Defendant additionally contends the trial court erred in instructing the jury pursuant to the then-current version of CALJIC No. 8.24, because the evidence did not establish that the torture caused the victim's death. As explained above, there was ample evidence to demonstrate that the murder was accomplished by means of torture. Thus, the trial court did not err in giving this instruction.
The version of CALJIC No. 8.24 (Cal. Jury Instns., Crim. (4th ed. 1979)), as read to the jury, provided in pertinent part: "The essential elements of [torture] murder are one, the act or acts which caused the death must involve a high degree of probability of death, and two, the defendant must commit such act or acts with the intent to cause cruel pain and suffering for the purpose of revenge, extor[t]ion, persua[s]ion or for any sadistic purpose."

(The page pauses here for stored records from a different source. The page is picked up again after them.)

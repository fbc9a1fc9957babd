//! Percent-encoding utilities.

pub mod table;

pub use table::Table;

use crate::error::{Component, ParseError, ParseErrorKind, RawError};
use alloc::{borrow::Cow, string::String, vec::Vec};
use core::{hash, str};
use ref_cast::{ref_cast_custom, RefCastCustom};

/// Percent-encoded string slices.
///
/// Every raw component returned by [`Uri`] is an `EStr` slice: the
/// underlying string is exactly as it appears in the URI, and every
/// percent sign in it starts a well-formed percent-encoded octet.
///
/// Call [`as_str`](Self::as_str) for the raw form and [`decode`](Self::decode)
/// for the decoded form.
///
/// # Comparison
///
/// `EStr` slices are compared by their raw bytes. Use [`Uri`]'s equality
/// for comparison that ignores the letter case of percent-encoded octets.
///
/// [`Uri`]: crate::Uri
///
/// # Examples
///
/// ```
/// use rfc2396_uri::Uri;
///
/// let uri = Uri::parse("http://example.com/caf%C3%A9%20menu?q=%E6%B5%8B")?;
/// assert_eq!(uri.path().unwrap().as_str(), "/caf%C3%A9%20menu");
/// assert_eq!(uri.path().unwrap().decode(), "/café menu");
/// assert_eq!(uri.query().unwrap().decode(), "q=测");
/// # Ok::<_, rfc2396_uri::ParseError>(())
/// ```
#[derive(RefCastCustom)]
#[repr(transparent)]
pub struct EStr {
    inner: str,
}

impl EStr {
    /// Converts a string slice to an `EStr` slice assuming validity.
    #[ref_cast_custom]
    pub(crate) const fn new_validated(s: &str) -> &Self;

    /// An empty `EStr` slice.
    pub const EMPTY: &'static Self = Self::new_validated("");

    /// Converts a string slice to an `EStr` slice, returning `None`
    /// if any percent sign in it does not start a well-formed octet.
    #[must_use]
    pub const fn new(s: &str) -> Option<&Self> {
        let bytes = s.as_bytes();
        let mut i = 0;
        while i < bytes.len() {
            if bytes[i] == b'%' {
                if i + 2 >= bytes.len() || !is_hexdig_pair(bytes[i + 1], bytes[i + 2]) {
                    return None;
                }
                i += 3;
            } else {
                i += 1;
            }
        }
        Some(Self::new_validated(s))
    }

    /// Converts a string slice to an `EStr` slice.
    ///
    /// # Panics
    ///
    /// Panics if any percent sign in the string does not start a well-formed
    /// octet. For a non-panicking variant, use [`new`](Self::new).
    #[must_use]
    pub const fn new_or_panic(s: &str) -> &Self {
        match Self::new(s) {
            Some(s) => s,
            None => panic!("improperly encoded string"),
        }
    }

    /// Yields the underlying string slice.
    #[inline]
    #[must_use]
    pub fn as_str(&self) -> &str {
        &self.inner
    }

    /// Returns the length of the `EStr` slice in bytes.
    #[inline]
    #[must_use]
    pub fn len(&self) -> usize {
        self.inner.len()
    }

    /// Checks whether the `EStr` slice is empty.
    #[inline]
    #[must_use]
    pub fn is_empty(&self) -> bool {
        self.inner.is_empty()
    }

    /// Decodes the `EStr` slice.
    ///
    /// Runs of percent-encoded octets are decoded as UTF-8, replacing any
    /// invalid sequence with [`U+FFFD REPLACEMENT CHARACTER`][U+FFFD].
    /// `U+002B` (+) is **not** decoded as a space.
    ///
    /// This method allocates only when the slice contains any percent-encoded octet.
    ///
    /// [U+FFFD]: char::REPLACEMENT_CHARACTER
    ///
    /// # Examples
    ///
    /// ```
    /// use rfc2396_uri::pct_enc::EStr;
    ///
    /// let s = EStr::new_or_panic("%C2%A1Hola%21+amigo");
    /// assert_eq!(s.decode(), "¡Hola!+amigo");
    /// assert_eq!(EStr::new_or_panic("%FF").decode(), "\u{FFFD}");
    /// ```
    #[must_use]
    pub fn decode(&self) -> Cow<'_, str> {
        decode(&self.inner)
    }
}

impl AsRef<str> for EStr {
    fn as_ref(&self) -> &str {
        &self.inner
    }
}

impl PartialEq for EStr {
    fn eq(&self, other: &Self) -> bool {
        self.inner == other.inner
    }
}

impl PartialEq<str> for EStr {
    fn eq(&self, other: &str) -> bool {
        &self.inner == other
    }
}

impl PartialEq<EStr> for str {
    fn eq(&self, other: &EStr) -> bool {
        self == &other.inner
    }
}

impl Eq for EStr {}

impl hash::Hash for EStr {
    fn hash<H: hash::Hasher>(&self, state: &mut H) {
        self.inner.hash(state);
    }
}

impl Default for &EStr {
    /// Creates an empty `EStr` slice.
    fn default() -> Self {
        EStr::EMPTY
    }
}

const fn is_hexdig(x: u8) -> bool {
    x.is_ascii_hexdigit()
}

pub(crate) const fn is_hexdig_pair(hi: u8, lo: u8) -> bool {
    is_hexdig(hi) & is_hexdig(lo)
}

const fn gen_octet_table(hi: bool) -> [u8; 256] {
    let mut out = [0xff; 256];
    let shift = if hi { 4 } else { 0 };

    let mut i = 0;
    while i < 10 {
        out[(i + b'0') as usize] = i << shift;
        i += 1;
    }
    while i < 16 {
        out[(i - 10 + b'A') as usize] = i << shift;
        out[(i - 10 + b'a') as usize] = i << shift;
        i += 1;
    }
    out
}

const OCTET_TABLE_HI: &[u8; 256] = &gen_octet_table(true);
const OCTET_TABLE_LO: &[u8; 256] = &gen_octet_table(false);

/// Decodes a percent-encoded octet, assuming that the bytes are hexadecimal.
fn decode_octet(hi: u8, lo: u8) -> u8 {
    debug_assert!(hi.is_ascii_hexdigit() && lo.is_ascii_hexdigit());
    OCTET_TABLE_HI[hi as usize] | OCTET_TABLE_LO[lo as usize]
}

/// Returns the octet encoded at `i`, if a well-formed triplet starts there.
fn octet_at(bytes: &[u8], i: usize) -> Option<u8> {
    match bytes.get(i..i + 3) {
        Some(&[b'%', hi, lo]) if is_hexdig_pair(hi, lo) => Some(decode_octet(hi, lo)),
        _ => None,
    }
}

pub(crate) fn encode_byte(x: u8) -> &'static str {
    const TABLE: &[u8; 256 * 3] = &{
        const HEX_DIGITS: &[u8; 16] = b"0123456789ABCDEF";

        let mut i = 0;
        let mut table = [0; 256 * 3];
        while i < 256 {
            table[i * 3] = b'%';
            table[i * 3 + 1] = HEX_DIGITS[i >> 4];
            table[i * 3 + 2] = HEX_DIGITS[i & 0b1111];
            i += 1;
        }
        table
    };

    const TABLE_STR: &str = match str::from_utf8(TABLE) {
        Ok(s) => s,
        Err(_) => unreachable!(),
    };

    &TABLE_STR[x as usize * 3..x as usize * 3 + 3]
}

/// Percent-encodes a string with the given table, appending to a buffer.
///
/// Every character not allowed by the table is replaced by `%HH` triplets,
/// one for each byte of its UTF-8 encoding, with uppercase hexadecimal digits.
pub fn encode_to(s: &str, table: Table, buf: &mut String) {
    for ch in s.chars() {
        if table.allows(ch) {
            buf.push(ch);
        } else {
            for &x in ch.encode_utf8(&mut [0; 4]).as_bytes() {
                buf.push_str(encode_byte(x));
            }
        }
    }
}

/// Percent-encodes a string with the given table.
///
/// # Examples
///
/// ```
/// use rfc2396_uri::pct_enc::{encode, table};
///
/// assert_eq!(encode("a b/c?d", table::PATH), "a%20b/c%3Fd");
/// assert_eq!(encode("50%", table::USER_INFO), "50%25");
/// assert_eq!(encode("测试", table::ASCII_ONLY), "%E6%B5%8B%E8%AF%95");
/// ```
#[must_use]
pub fn encode(s: &str, table: Table) -> String {
    let mut buf = String::with_capacity(s.len());
    encode_to(s, table, &mut buf);
    buf
}

/// Decodes a percent-encoded string.
///
/// Runs of percent-encoded octets are grouped and decoded as UTF-8, replacing
/// any invalid sequence with [`U+FFFD REPLACEMENT CHARACTER`][U+FFFD].
/// Characters outside such runs, including any malformed percent sign,
/// pass through unchanged.
///
/// [U+FFFD]: char::REPLACEMENT_CHARACTER
#[must_use]
pub fn decode(s: &str) -> Cow<'_, str> {
    let bytes = s.as_bytes();
    let Some(first) = memchr::memchr(b'%', bytes) else {
        return Cow::Borrowed(s);
    };

    let mut buf = String::with_capacity(s.len());
    buf.push_str(&s[..first]);

    let mut run = Vec::new();
    let mut i = first;
    while i < bytes.len() {
        if let Some(x) = octet_at(bytes, i) {
            run.push(x);
            i += 3;
            continue;
        }
        flush_run(&mut buf, &mut run);

        let next = memchr::memchr(b'%', &bytes[i + 1..]).map_or(bytes.len(), |j| i + 1 + j);
        buf.push_str(&s[i..next]);
        i = next;
    }
    flush_run(&mut buf, &mut run);
    Cow::Owned(buf)
}

fn flush_run(buf: &mut String, run: &mut Vec<u8>) {
    if !run.is_empty() {
        buf.push_str(&String::from_utf8_lossy(run));
        run.clear();
    }
}

/// Checks that every character of `s` is either a well-formed percent-encoded
/// octet or allowed by the table. Error indexes are shifted by `offset`.
pub(crate) fn check(
    s: &str,
    offset: usize,
    table: Table,
    component: Component,
) -> Result<(), RawError> {
    let bytes = s.as_bytes();
    let mut i = 0;
    while i < bytes.len() {
        let x = bytes[i];
        if x == b'%' {
            if octet_at(bytes, i).is_none() {
                return Err(RawError {
                    index: Some(offset + i),
                    kind: ParseErrorKind::InvalidOctet(component),
                });
            }
            i += 3;
        } else if x < 128 {
            if !table.allows_ascii(x) {
                return Err(RawError {
                    index: Some(offset + i),
                    kind: ParseErrorKind::UnexpectedChar(component),
                });
            }
            i += 1;
        } else {
            match s[i..].chars().next() {
                Some(ch) if table.allows(ch) => i += ch.len_utf8(),
                _ => {
                    return Err(RawError {
                        index: Some(offset + i),
                        kind: ParseErrorKind::UnexpectedChar(component),
                    })
                }
            }
        }
    }
    Ok(())
}

/// Validates a raw string against the given table.
///
/// Every character must be either a well-formed percent-encoded octet or
/// allowed by the table. The error reports the index of the first violation
/// along with `component`.
///
/// # Errors
///
/// Returns `Err` if the string contains a malformed percent-encoded octet
/// or a character not allowed by the table.
///
/// # Examples
///
/// ```
/// use rfc2396_uri::{error::{Component, ParseErrorKind}, pct_enc::{table, validate}};
///
/// assert_eq!(validate("a%20b/c", table::PATH, Component::Path).unwrap(), "a%20b/c");
///
/// let e = validate("a b", table::PATH, Component::Path).unwrap_err();
/// assert_eq!(e.index(), Some(1));
/// assert_eq!(e.kind(), ParseErrorKind::UnexpectedChar(Component::Path));
/// ```
pub fn validate(s: &str, table: Table, component: Component) -> Result<&EStr, ParseError> {
    match check(s, 0, table, component) {
        Ok(()) => Ok(EStr::new_validated(s)),
        Err(e) => Err(e.with_input(s)),
    }
}
use anyhow::Result;
use serde_json::Value;
use tracing_subscriber::{fmt, EnvFilter};

use thinktank_client::constants::defaults;
use thinktank_client::ThinkTankClient;

const BANNER_WIDTH: usize = 70;

fn banner() {
    println!("{}", "=".repeat(BANNER_WIDTH));
}

/// First 20 characters of a key, for display without leaking the whole thing.
fn key_preview(key: &str) -> String {
    key.chars().take(20).collect()
}

fn text<'a>(value: &'a Value, field: &str) -> &'a str {
    value.get(field).and_then(|v| v.as_str()).unwrap_or("unknown")
}

fn count(value: &Value, field: &str) -> u64 {
    value.get(field).and_then(|v| v.as_u64()).unwrap_or(0)
}

/// Agent ids come back as strings today but were numeric in older
/// deployments, accept both.
fn id_text(value: &Value) -> String {
    match value.get("id") {
        Some(Value::String(s)) => s.clone(),
        Some(Value::Number(n)) => n.to_string(),
        _ => String::new(),
    }
}

#[tokio::main]
async fn main() -> Result<()> {
    let env_filter = EnvFilter::from_default_env()
        .add_directive("thinktank_client=info".parse()?)
        .add_directive("hyper=warn".parse()?)
        .add_directive("reqwest=warn".parse()?);

    fmt().with_env_filter(env_filter).init();

    banner();
    println!("PaPArazziMe ThinkTank API - Rust Example");
    banner();

    // Step 1: Check API status (no auth needed)
    println!("\n1. Checking API Status...");
    let mut api = ThinkTankClient::from_env();
    let status = api.get_status().await?;
    println!("   Status: {}", text(&status, "status"));
    println!("   Service: {}", text(&status, "service"));
    println!("   Version: {}", text(&status, "version"));

    // Step 2: Generate API key (if you don't have one)
    if api.api_key().is_none() {
        println!("\n2. Generating API Key...");
        let result = api
            .generate_key(
                "RustExampleAgent",
                defaults::AGENT_ROLE,
                "Testing the Rust API client",
            )
            .await?;

        if result
            .get("success")
            .and_then(|v| v.as_bool())
            .unwrap_or(false)
        {
            let key = result
                .get("api_key")
                .and_then(|v| v.as_str())
                .unwrap_or_default()
                .to_string();
            println!("   ✅ API Key: {}...", key_preview(&key));
            println!("   Agent ID: {}", text(&result, "agent_id"));
            println!("\n   ⚠️  SAVE THIS KEY! Set it as environment variable:");
            println!("   export THINKTANK_API_KEY='{}'", key);
            api.set_api_key(key);
        } else {
            println!("   ❌ Failed: {}", text(&result, "message"));
            return Ok(());
        }
    } else {
        println!(
            "\n2. Using existing API key: {}...",
            key_preview(api.api_key().unwrap_or_default())
        );
    }

    // Step 3: List agents
    println!("\n3. Listing Agents...");
    let agents = api.get_agents().await?;
    if text(&agents, "status") == "success" {
        let agent_list = agents
            .get("agents")
            .and_then(|v| v.as_array())
            .cloned()
            .unwrap_or_default();
        println!("   Found {} agents:", agent_list.len());
        for agent in agent_list.iter().take(5) {
            println!("   - {} ({})", text(agent, "name"), text(agent, "role"));
        }
    } else {
        println!("   ❌ Error: {}", text(&agents, "message"));
    }

    // Step 4: Get messages
    println!("\n4. Getting Messages...");
    let messages = api.get_messages(10).await?;
    if text(&messages, "status") == "success" {
        let msg_list = messages
            .get("messages")
            .and_then(|v| v.as_array())
            .cloned()
            .unwrap_or_default();
        println!("   Found {} messages:", msg_list.len());
        for msg in msg_list.iter().take(3) {
            println!(
                "   - {} (from {})",
                text(msg, "subject"),
                text(msg, "sender_name")
            );
        }
    } else {
        println!("   ❌ Error: {}", text(&messages, "message"));
    }

    // Step 5: Send a test message (to first available agent)
    if let Some(recipient) = agents
        .get("agents")
        .and_then(|v| v.as_array())
        .and_then(|list| list.first())
    {
        println!("\n5. Sending Test Message...");
        let result = api
            .send_message(
                &id_text(recipient),
                "Hello from Rust!",
                "This is a test message from the Rust example.",
                defaults::MESSAGE_PRIORITY,
            )
            .await?;
        if text(&result, "status") == "success" {
            println!("   ✅ Message sent to {}", text(recipient, "name"));
        } else {
            println!("   ❌ Error: {}", text(&result, "message"));
        }
    }

    // Step 6: Get analytics dashboard
    println!("\n6. Getting Analytics Dashboard...");
    let dashboard = api.get_dashboard(defaults::ANALYTICS_DAYS).await?;
    if text(&dashboard, "status") == "success" {
        let overview = dashboard
            .pointer("/data/overview")
            .cloned()
            .unwrap_or(Value::Null);
        println!("   Active Agents: {}", count(&overview, "active_agents"));
        println!("   Total Tasks: {}", count(&overview, "total_tasks"));
        println!("   Tasks Completed: {}", count(&overview, "tasks_completed"));
        println!("   Total Messages: {}", count(&overview, "total_messages"));
    } else {
        println!("   ❌ Error: {}", text(&dashboard, "message"));
    }

    // Step 7: Get performance trends
    println!("\n7. Getting Performance Trends...");
    let trends = api.get_performance_trends(defaults::ANALYTICS_DAYS).await?;
    if text(&trends, "status") == "success" {
        let completion_rate = trends
            .pointer("/data/task_trends/completion_rate")
            .and_then(|v| v.as_f64())
            .unwrap_or(0.0);
        let avg_response_time = trends
            .pointer("/data/task_trends/avg_response_time")
            .and_then(|v| v.as_f64())
            .unwrap_or(0.0);
        println!("   Task Completion Rate: {}%", completion_rate * 100.0);
        println!("   Average Response Time: {}s", avg_response_time);
    } else {
        println!("   ❌ Error: {}", text(&trends, "message"));
    }

    println!();
    banner();
    println!("✅ Example Complete!");
    banner();
    println!("\nNext Steps:");
    println!("  1. Save your API key as environment variable");
    println!("  2. Explore other endpoints in the docs/");
    println!("  3. Build your own agent integrations!");
    banner();

    Ok(())
}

(11) Although it is in the context of his challenge to the sufficiency of the evidence to support the torture-murder special-circumstance finding that defendant also questions the sufficiency of the evidence to establish the intent to torture, for the sake of convenience we review this related claim at this point in our opinion, because intent to torture also must be present in order to sustain a conviction of first degree murder on a theory of torture murder. Again relying exclusively on the evidence of "drag" marks on the victim's chest, defendant urges that the specific intent to torture may not be inferred solely from the condition of the victim's body, because even severe wounds may be as consistent with "an explosion of violence" as with torture. ( People v. Mincey (1992) 2 Cal.4th 408, 432 [ 6 Cal.Rptr.2d 822, 827 P.2d 388]; People v. Raley, supra, 2 Cal.4th 870, 888; People v. Davenport, supra, 41 Cal.3d 247, 268.) Intent is a state of mind which, unless established by the defendant's own statements, must be proved by the circumstances surrounding the commission of the offense ( People v. Mincey, supra, 2 Cal.4th 408, 433; see also People v. Pensinger, supra, 52 Cal.3d 1210, 1239), which include the severity of the victim's wounds. ( People v. Mincey, supra, 2 Cal.4th 408, 433.)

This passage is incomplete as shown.